Tuesday, April 11, 2006

 

Heeeeeere's Jonny! A guest post

There was something about Tommy that fought against his own gifts and talents. In a way it denied them completely. He had that magic intangible that makes certain men and women stand out; but he also had the tragic flaw. It was a kind of death wish and it had always been there. It was in his eyes and in the muscles of his face, in his words, gestures, every nuance and each subtle movement. His success was his ruin: he wanted to do something that is impossible in comedy.

As his writer my job could have been easy; I could have just let the scripts write themselves out of my perceptions of him, write his real character large, like they did with Hancock. He should have been his own material. But he didn't want it that way. I hated him for it, for what his search for "a new kind of comedy" did to me.

Enmity: there's just no reasoning about it. If tragedy is the comic in slow motion then comedy is adversity speeded up. You can make comedy out of any human situation. Take any abomination: the holocaust, war, cancer. If you write out the solidity, the fear, the hate, if you distort the shadow you can make it funny. The public will laugh at the serious or the tragic if you invite them to; all you have to do is take away the fear.

But it's in the hands of the writer, not the comedian. Tommy took the comic too seriously, he became a freak, made himself ridiculous. The public laughs at the contrast between the body and the shadow, at the difference between the comedian's (or his writer's) invented self and his biological and psychological reality as it is perceived within the context of the character it has been encouraged (Duped?) into accepting. When he starts, as Tommy did, to play himself too closely, the comedy disappears.

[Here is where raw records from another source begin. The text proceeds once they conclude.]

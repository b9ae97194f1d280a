/* This file is part of Gegofi (https://gego.fi)
 *
 * Copyright (C) 2021-2026 Gegofi foundation
 *
 * This program is free software: you can redistribute it and/or modify
 * it under the terms of the GNU Affero General Public License as
 * published by the Free Software Foundation, either version 3 of the
 * License, or (at your option) any later version.
 *
 * This program is distributed in the hope that it will be useful,
 * but WITHOUT ANY WARRANTY; without even the implied warranty of
 * MERCHANTABILITY or FITNESS FOR A PARTICULAR PURPOSE.  See the
 * GNU Affero General Public License for more details.
 *
 * You should have received a copy of the GNU Affero General Public License
 * along with this program.  If not, see <https://www.gnu.org/licenses/>.
 */

/// JSON-RPC primitives
pub mod jsonrpc;

/// Client-side JSON-RPC implementation
pub mod client;
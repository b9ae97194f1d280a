/* This file is part of Gegofi (https://gego.fi)
 *
 * Copyright (C) 2021-2026 Gegofi foundation
 *
 * This program is free software: you can redistribute it and/or modify
 * it under the terms of the GNU Affero General Public License as
 * published by the Free Software Foundation, either version 3 of the
 * License, or (at your option) any later version.
 *
 * This program is distributed in the hope that it will be useful,
 * but WITHOUT ANY WARRANTY; without even the implied warranty of
 * MERCHANTABILITY or FITNESS FOR A PARTICULAR PURPOSE.  See the
 * GNU Affero General Public License for more details.
 *
 * You should have received a copy of the GNU Affero General Public License
 * along with this program.  If not, see <https://www.gnu.org/licenses/>.
 */

use std::{process::exit, sync::Arc, time::Instant};

use simplelog::{ColorChoice, TermLogger, TerminalMode};
use structopt_toml::{serde::Deserialize, structopt::StructOpt, StructOptToml};
use url::Url;

use gegofi::{
    cli_desc,
    contract::{caller::RpcCaller, Address},
    net_config::{chain_config, ChainConfig, MAINNET_CHAIN_ID, TESTNET_CHAIN_ID},
    state::{analytics, farm, nft, sale, vault, Generation, Store},
    util::{
        cli::{get_log_config, get_log_level},
        file::{load_file, spawn_config},
        parse::{decode_base10, BALANCE_BASE10_DECIMALS},
        path::get_config_path,
    },
    Error, Result,
};

/// State rendering
mod view;

const CONFIG_FILE: &str = "gfi_config.toml";
const CONFIG_FILE_CONTENTS: &str = include_str!("../gfi_config.toml");

#[derive(Clone, Debug, Deserialize, StructOpt, StructOptToml)]
#[serde(default)]
#[structopt(name = "gfi", about = cli_desc!())]
struct Args {
    #[structopt(short, long)]
    /// Configuration file to use
    config: Option<String>,

    #[structopt(short, long, default_value = "tcp://127.0.0.1:11420")]
    /// gegod JSON-RPC gateway endpoint
    endpoint: Url,

    #[structopt(short, long, default_value = "mainnet")]
    /// Network to operate on (mainnet or testnet)
    network: String,

    #[structopt(subcommand)]
    /// Sub command to execute
    command: Subcmd,

    #[structopt(short, parse(from_occurrences))]
    /// Increase verbosity (-vvv supported)
    verbose: u8,
}

#[derive(Clone, Debug, Deserialize, StructOpt)]
enum Subcmd {
    /// Send a ping request to the gegod RPC endpoint
    Ping,

    /// Show the mining farm pools of both generations
    Farms {
        /// Owner account address
        owner: String,
    },

    /// Show the vault pools of both generations
    Vaults {
        /// Owner account address
        owner: String,
    },

    /// Gego item operations
    Gego(GegoSubcmd),

    /// Token sale operations
    Sale(SaleSubcmd),

    /// Show the token burn history
    Burns,

    /// Show governance proposals
    Proposals,
}

#[derive(Clone, Debug, Deserialize, StructOpt)]
enum GegoSubcmd {
    /// List owned and staked items of a collection
    List {
        /// Owner account address
        owner: String,

        #[structopt(long)]
        /// Query the signature collection instead of the standard one
        signature: bool,
    },

    /// Mint a new item backed by a token amount
    Mint {
        /// Token amount backing the item
        amount: String,
    },

    /// Stake items into a mine generation
    Stake {
        /// Item ids
        ids: Vec<String>,

        #[structopt(long)]
        /// Target the legacy mine instead of the current one
        legacy: bool,

        #[structopt(long)]
        /// The items belong to the signature collection
        signature: bool,
    },

    /// Withdraw items from a mine generation
    Unstake {
        /// Item ids
        ids: Vec<String>,

        #[structopt(long)]
        /// Target the legacy mine instead of the current one
        legacy: bool,

        #[structopt(long)]
        /// The items belong to the signature collection
        signature: bool,
    },
}

#[derive(Clone, Debug, Deserialize, StructOpt)]
enum SaleSubcmd {
    /// Show the active sale round
    Info {
        /// Owner account address
        owner: String,
    },

    /// Buy into the active sale round
    Buy {
        /// Amount to buy
        amount: String,
    },
}

/// CLI-util structure
struct Gfi {
    /// Gateway handle for contract reads and writes
    caller: RpcCaller,
    /// Address table of the selected network
    chain: &'static ChainConfig,
    /// Session state store
    store: Store,
}

impl Gfi {
    /// Auxiliary function to ping the configured gegod gateway for liveness.
    async fn ping(&self) -> Result<()> {
        eprintln!("Executing ping request to gegod...");
        let latency = Instant::now();
        let rep = self.caller.ping().await?;
        let latency = latency.elapsed();
        eprintln!("Got reply: {rep:?}");
        eprintln!("Latency: {latency:?}");
        Ok(())
    }

    async fn farms(&mut self, owner: &str) -> Result<()> {
        let owner: Address = owner.parse()?;
        let pools = farm::fetch_pools(&self.caller, self.chain, &owner).await?;
        self.store.farm.apply(pools);

        if let Some(pools) = &self.store.farm.pools {
            view::render_farm_pools(pools);
        }

        Ok(())
    }

    async fn vaults(&mut self, owner: &str) -> Result<()> {
        let owner: Address = owner.parse()?;
        let vaults = vault::fetch_vaults(&self.caller, self.chain, &owner).await?;
        self.store.vault.apply(vaults);

        if let Some(vaults) = &self.store.vault.vaults {
            view::render_vaults(vaults);
        }

        Ok(())
    }

    async fn gego_list(&mut self, owner: &str, signature: bool) -> Result<()> {
        let owner: Address = owner.parse()?;
        let collection = self.collection(signature)?;
        let views = nft::fetch_gegos(&self.caller, self.chain, &collection, &owner).await?;
        self.store.nft.apply(views);

        if let Some(views) = &self.store.nft.views {
            view::render_gegos(views, &self.chain.collections()?);
        }

        Ok(())
    }

    async fn gego_mint(&self, amount: &str) -> Result<()> {
        let amount = decode_base10(amount, BALANCE_BASE10_DECIMALS, true)?;
        let outcome = nft::mint(&self.caller, self.chain, &amount).await?;

        println!("Minted in transaction: {}", outcome.receipt.tx_hash);
        match outcome.gego_id {
            Some(id) => println!("New gego id: {id}"),
            None => println!("New gego id was not reported by the chain"),
        }

        Ok(())
    }

    async fn gego_stake(&mut self, ids: &[String], legacy: bool, signature: bool) -> Result<()> {
        let collection = self.collection(signature)?;
        let generation = if legacy { Generation::Legacy } else { Generation::Current };

        // One transaction per selected item, strictly sequential
        for id in self.select(ids) {
            let receipt = nft::stake(&self.caller, self.chain, generation, &collection, &id).await?;
            println!("Staked gego {id} in transaction: {}", receipt.tx_hash);
        }

        Ok(())
    }

    async fn gego_unstake(&mut self, ids: &[String], legacy: bool, signature: bool) -> Result<()> {
        let collection = self.collection(signature)?;
        let generation = if legacy { Generation::Legacy } else { Generation::Current };

        for id in self.select(ids) {
            let receipt =
                nft::unstake(&self.caller, self.chain, generation, &collection, &id).await?;
            println!("Unstaked gego {id} in transaction: {}", receipt.tx_hash);
        }

        Ok(())
    }

    /// Load the given ids into the selection slice, dropping duplicates
    /// while keeping the given order.
    fn select(&mut self, ids: &[String]) -> Vec<String> {
        self.store.selection.clear();
        ids.iter().filter(|id| self.store.selection.insert(id)).cloned().collect()
    }

    async fn sale_info(&mut self, owner: &str) -> Result<()> {
        let owner: Address = owner.parse()?;
        let info = sale::fetch_sale(&self.caller, self.chain, &owner).await?;
        self.store.sale.apply(info);

        if let Some(info) = &self.store.sale.info {
            view::render_sale(info);
        }

        Ok(())
    }

    async fn sale_buy(&self, amount: &str) -> Result<()> {
        let amount = decode_base10(amount, BALANCE_BASE10_DECIMALS, true)?;
        let receipt = sale::buy(&self.caller, self.chain, &amount).await?;
        println!("Bought in transaction: {}", receipt.tx_hash);
        Ok(())
    }

    async fn burns(&mut self) -> Result<()> {
        let burns = analytics::fetch_burn_history(&self.caller, self.chain).await?;
        self.store.analytics.apply_burns(burns);

        if let Some(burns) = &self.store.analytics.burns {
            view::render_burns(burns);
        }

        Ok(())
    }

    async fn proposals(&mut self) -> Result<()> {
        let proposals = analytics::fetch_proposals(&self.caller, self.chain).await?;
        self.store.analytics.apply_proposals(proposals);

        if let Some(proposals) = &self.store.analytics.proposals {
            view::render_proposals(proposals);
        }

        Ok(())
    }

    fn collection(&self, signature: bool) -> Result<Address> {
        let collection = if signature {
            self.chain.gego_signature_token()
        } else {
            self.chain.gego_token()
        };

        collection.ok_or(Error::FeatureUnavailable)
    }
}

async fn realmain(args: Args, ex: Arc<smol::Executor<'static>>) -> Result<()> {
    let chain = match args.network.as_str() {
        "mainnet" => chain_config(MAINNET_CHAIN_ID)?,
        "testnet" => chain_config(TESTNET_CHAIN_ID)?,
        other => {
            eprintln!("Error: Unknown network \"{other}\"");
            exit(2);
        }
    };

    let caller = RpcCaller::new(args.endpoint, ex).await?;
    let mut gfi = Gfi { caller, chain, store: Store::new() };

    let result = match args.command {
        Subcmd::Ping => gfi.ping().await,
        Subcmd::Farms { owner } => gfi.farms(&owner).await,
        Subcmd::Vaults { owner } => gfi.vaults(&owner).await,

        Subcmd::Gego(subcmd) => match subcmd {
            GegoSubcmd::List { owner, signature } => gfi.gego_list(&owner, signature).await,
            GegoSubcmd::Mint { amount } => gfi.gego_mint(&amount).await,
            GegoSubcmd::Stake { ids, legacy, signature } => {
                gfi.gego_stake(&ids, legacy, signature).await
            }
            GegoSubcmd::Unstake { ids, legacy, signature } => {
                gfi.gego_unstake(&ids, legacy, signature).await
            }
        },

        Subcmd::Sale(subcmd) => match subcmd {
            SaleSubcmd::Info { owner } => gfi.sale_info(&owner).await,
            SaleSubcmd::Buy { amount } => gfi.sale_buy(&amount).await,
        },

        Subcmd::Burns => gfi.burns().await,
        Subcmd::Proposals => gfi.proposals().await,
    };

    gfi.caller.stop().await;
    result
}

fn main() {
    // First pass grabs a possible custom config location
    let args = match Args::from_args_with_toml("") {
        Ok(args) => args,
        Err(e) => {
            eprintln!("Error parsing arguments: {e}");
            exit(1);
        }
    };

    let cfg_path = match get_config_path(args.config.clone(), CONFIG_FILE) {
        Ok(path) => path,
        Err(e) => {
            eprintln!("Error resolving configuration path: {e}");
            exit(1);
        }
    };

    if let Err(e) = spawn_config(&cfg_path, CONFIG_FILE_CONTENTS) {
        eprintln!("Error initializing configuration file: {e}");
        exit(1);
    }

    // Second pass merges the configuration file
    let args = match load_file(&cfg_path).and_then(|c| {
        Args::from_args_with_toml(&c).map_err(|e| Error::Custom(e.to_string()))
    }) {
        Ok(args) => args,
        Err(e) => {
            eprintln!("Error parsing configuration: {e}");
            exit(1);
        }
    };

    let log_level = get_log_level(args.verbose);
    let log_config = get_log_config(args.verbose);
    if let Err(e) = TermLogger::init(log_level, log_config, TerminalMode::Mixed, ColorChoice::Auto)
    {
        eprintln!("Error initializing logger: {e}");
        exit(1);
    }

    let ex = Arc::new(smol::Executor::new());
    let result = smol::block_on(ex.clone().run(realmain(args, ex.clone())));

    if let Err(e) = result {
        match e {
            Error::TxFailed(ref tx) => eprintln!("{tx}"),
            ref e => {
                eprintln!("Error: {e}");
                eprintln!("Check the gateway connection and try again.");
            }
        }
        exit(1);
    }
}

I don't think I ever liked comedians. It wasn't just Fatboy; I never met a comic that I liked. It's not that I have no respect for what they do, quite the opposite. It's really a kind of jealousy. You see, at one point, a long long time ago, I wanted to perform comedy myself. But I was no good. I tried and I couldn't do it. I'm just not funny. Give me the funniest, most brilliantly conceived and universally hillarious material and I'll die with it. I'm just not funny. You see, I don't want people to laugh at me or their short comings through me; as a performer I wanted them to laugh at themselves directly, and that doesn't work. There has to be clowns. I couldn't be a clown so I became a comedy writer.

Those were the worst years of my life. Writing comedy is art-killing, soul destroying labour. If a bad comedian does your stuff it bombs. He dies and you die with him. On the other hand, a good comedian makes the audience believe that the material is his own, he makes it seem effortless, natural, spontaneous, fully formed and immediate: the public is totally unaware that anyone else is involved, that what they're experiencing is part of a process. A good writer, furthermore, conspires in the illusion, he writes himself out of the world.